The opening ’Twine’ by Rolf Wallin, for marimba and xylophone, I confess did little for me. But the accompanying visual, by Kathy Hinde, a semi-abstract collage of river sediment and algae, was splendid. Hinde’s visuals continued throughout the night. And if they peaked at that point, they were all pretty darn good. Always inscribing themselves on your eyeballs, but never dominating over the music, more instillation pieces than mini-films.

It’s a peculiarity of life that Johny Greenwood is the guitarist of the risible Radiohead, yet can make music worth hearing when left to his own devices. This was a suite from his soundtrack to ’There Will Be Blood’. Six short movements were fitted inside sixteen minutes, of widely varying style and - it should be said - quality. Some did just sound like film music, when that’s the last thing film music should ever do. But others were way more inventive. Two successive movements I mentally dubbed ’Slide’ and ’Pluck’ after their dominant style of playing, with ’Slide’ seeming to shimmer in from somewhere else.

Philip Glass’ ’Glassworks’ from 1981 was described in the programme as “an immediate hit” which “introduced… minimalism to a huge public”. Which of course means it’s really post-minimalist. You listen to individual lines rather than a composite, and at points a particular player leads. Glass himself has confirmed he deliberately wrote something more cross-over, and the title has more than a little of the calling card about it.

Does that matter, when the music itself sounds this enthralling? (Partly because Glass can write so exquisitely for solo piano.) Only that, when minimalism when post-minimalist, a lot of the sense of nature left it. Those churning, flurrying wind instruments sound more like a machine. A serene machine, neither Victorian heavy industry nor malfunctioning Microsoft software, but still a machine. I think I tend to picture some dashing adventurer/ eccentric inventor sweeping along in some gleaming limousine, possibly powered by elegance alone. (Akin to the way Neu! can evoke the machine sense.) While his earlier works were more like mini-ecosystems. Notably, Hinde’s visuals shift away from nature scenes, to city squares and similar.

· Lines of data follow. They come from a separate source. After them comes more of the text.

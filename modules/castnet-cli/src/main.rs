//! Operator CLI: submit search jobs, drive continuation runs, inspect
//! stored results. Connects to Postgres when DATABASE_URL is set and falls
//! back to the in-memory store otherwise (useful for `run --follow` smoke
//! tests without a database).

use std::sync::Arc;
use std::time::Duration;

use anyhow::{bail, Context, Result};
use clap::{Parser, Subcommand};
use sqlx::postgres::PgPoolOptions;
use tracing::{info, warn};
use tracing_subscriber::EnvFilter;
use uuid::Uuid;

use castnet_common::{EngineConfig, Job, Platform, SearchMode};
use castnet_engine::{ModifierExpander, NoopSourceClient, SearchEngine};
use castnet_store::{JobStore, MemoryStore, PgJobStore};

#[derive(Parser)]
#[command(name = "castnet", about = "Creator search job runner", version)]
struct Cli {
    #[command(subcommand)]
    command: Commands,
}

#[derive(Subcommand)]
enum Commands {
    /// Apply database migrations (requires DATABASE_URL)
    Migrate,

    /// Submit a new search job and print its id
    Submit {
        /// tiktok | instagram | youtube
        #[arg(long)]
        platform: String,

        /// keyword_search | similar_creators
        #[arg(long, default_value = "keyword_search")]
        mode: String,

        /// Comma-separated query keywords
        #[arg(long, value_delimiter = ',')]
        keywords: Vec<String>,

        /// Seed handle for similar-creators jobs
        #[arg(long)]
        target_handle: Option<String>,

        /// Stop once this many creators are collected
        #[arg(long, default_value_t = 100)]
        target: i64,

        #[arg(long, default_value = "cli")]
        owner: String,
    },

    /// Execute one continuation run (or all of them with --follow)
    Run {
        job_id: String,

        /// Keep re-running, with the per-platform delay, until the job
        /// stops asking for more
        #[arg(long)]
        follow: bool,

        /// Run against the no-op source instead of ScrapeDeck: no token
        /// needed, no external calls, every batch comes back empty
        #[arg(long)]
        dry_run: bool,
    },

    /// Print the stored job document
    Status { job_id: String },

    /// Print stored creators
    Results {
        job_id: String,

        #[arg(long, default_value_t = 20)]
        limit: usize,
    },
}

#[tokio::main]
async fn main() -> Result<()> {
    let _ = dotenvy::dotenv();
    tracing_subscriber::fmt()
        .with_env_filter(
            EnvFilter::try_from_default_env().unwrap_or_else(|_| EnvFilter::new("info")),
        )
        .init();

    let cli = Cli::parse();
    match cli.command {
        Commands::Migrate => {
            let store = pg_store().await?.context("DATABASE_URL is not set")?;
            store.migrate().await?;
            info!("Migrations applied");
        }
        Commands::Submit { platform, mode, keywords, target_handle, target, owner } => {
            let store = build_store().await?;
            let job = build_job(&platform, &mode, keywords, target_handle, target, &owner)?;
            store.create(&job).await?;
            println!("{}", job.id);
        }
        Commands::Run { job_id, follow, dry_run } => {
            let store = build_store().await?;
            let engine = build_engine(store.clone(), dry_run)?;
            loop {
                let Some(outcome) = engine.run(&job_id).await? else {
                    bail!("job {job_id} not found");
                };
                println!("{}", serde_json::to_string_pretty(&outcome)?);
                if !(follow && outcome.has_more) {
                    break;
                }
                let Some(job) = store.load(&job_id).await? else {
                    break;
                };
                let delay = engine.config().limits(job.platform).continuation_delay_ms;
                info!(job_id, delay_ms = delay, "Waiting before next continuation run");
                tokio::time::sleep(Duration::from_millis(delay)).await;
            }
        }
        Commands::Status { job_id } => {
            let store = build_store().await?;
            let job = store
                .load(&job_id)
                .await?
                .with_context(|| format!("job {job_id} not found"))?;
            println!("{}", serde_json::to_string_pretty(&job)?);
        }
        Commands::Results { job_id, limit } => {
            let store = build_store().await?;
            let mut creators = store.load_creators(&job_id).await?;
            creators.truncate(limit);
            println!("{}", serde_json::to_string_pretty(&creators)?);
        }
    }
    Ok(())
}

fn build_job(
    platform: &str,
    mode: &str,
    keywords: Vec<String>,
    target_handle: Option<String>,
    target: i64,
    owner: &str,
) -> Result<Job> {
    let platform = Platform::parse(platform).with_context(|| format!("unknown platform: {platform}"))?;
    let mode = SearchMode::parse(mode).with_context(|| format!("unknown mode: {mode}"))?;

    let keywords: Vec<String> = keywords
        .into_iter()
        .map(|k| k.trim().to_string())
        .filter(|k| !k.is_empty())
        .collect();
    match mode {
        SearchMode::KeywordSearch if keywords.is_empty() => {
            bail!("keyword_search jobs need --keywords");
        }
        SearchMode::SimilarCreators if target_handle.is_none() => {
            bail!("similar_creators jobs need --target-handle");
        }
        _ => {}
    }

    let id = Uuid::new_v4().to_string();
    let mut job = Job::new(&id, owner, platform, mode)
        .with_keywords(keywords)
        .with_target_results(target);
    if let Some(handle) = &target_handle {
        job = job.with_target_handle(handle);
    }
    Ok(job)
}

async fn pg_store() -> Result<Option<PgJobStore>> {
    let Ok(url) = std::env::var("DATABASE_URL") else {
        return Ok(None);
    };
    let pool = PgPoolOptions::new()
        .max_connections(5)
        .connect(&url)
        .await
        .context("connecting to Postgres")?;
    Ok(Some(PgJobStore::new(pool)))
}

async fn build_store() -> Result<Arc<dyn JobStore>> {
    match pg_store().await? {
        Some(store) => Ok(Arc::new(store)),
        None => {
            warn!("DATABASE_URL is not set, using the in-memory store");
            Ok(Arc::new(MemoryStore::new()))
        }
    }
}

/// A missing SCRAPEDECK_TOKEN is fatal here: downgrading to an empty source
/// would let empty runs finalize a real job as completed with zero results.
fn build_engine(store: Arc<dyn JobStore>, dry_run: bool) -> Result<SearchEngine> {
    let config = EngineConfig::from_env();
    if dry_run {
        warn!("Dry run: the no-op source returns empty batches only");
        return Ok(SearchEngine::new(
            store,
            Arc::new(NoopSourceClient),
            Arc::new(ModifierExpander),
            config,
        ));
    }
    let engine = SearchEngine::with_scrapedeck(
        store,
        std::env::var("SCRAPEDECK_TOKEN").ok(),
        config,
    )?;
    Ok(engine)
}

Of the two John Luther Adams pieces, ’Drums of Winter’ worked the best. Unlike anything I’ve heard from him before it was short and punchy, the polyrhythms of four pounding drummers. It could have been played to a rock audience and got a similarly euphoric reception.

While ’songbird songs’ did seem a regressive step in imitating birdsong. Nature can be an endless source of inspiration to art, but art imitative of nature is always going to be merely constrained. Some did work better than others, particularly ’mouring dove’ with its eerie Ocarinas.

’Cantus Articus: Concerto For Birds and Orchestra’, by Einjuham Rautavaara completed the night. As all that might suggest, the composer’s from Cleethorpes. Only kidding, its Finland. It tackled the bird song question more elegantly by playing back recordings over the music. Which confirmed the sheer strangeness of them, perhaps emphasised by being out of context. 

Musically, it was the most ‘classical’ work of the programme. I suspect when people used that word they really mean Romantic. And I was to read afterwards Rautavaara has been described as Neo-Romantic. At times my somewhat inexpert ears were reminded of Stravinski. But it had the sublime sense of the otherworldly that the best Romantic music has. There were points where the bird song enveloped the music, like a flock of feathers had somehow blown in the venue, and others where the two essentially met in the middle.

Psst! Brighton Philharmonic! Still three more seasons to go!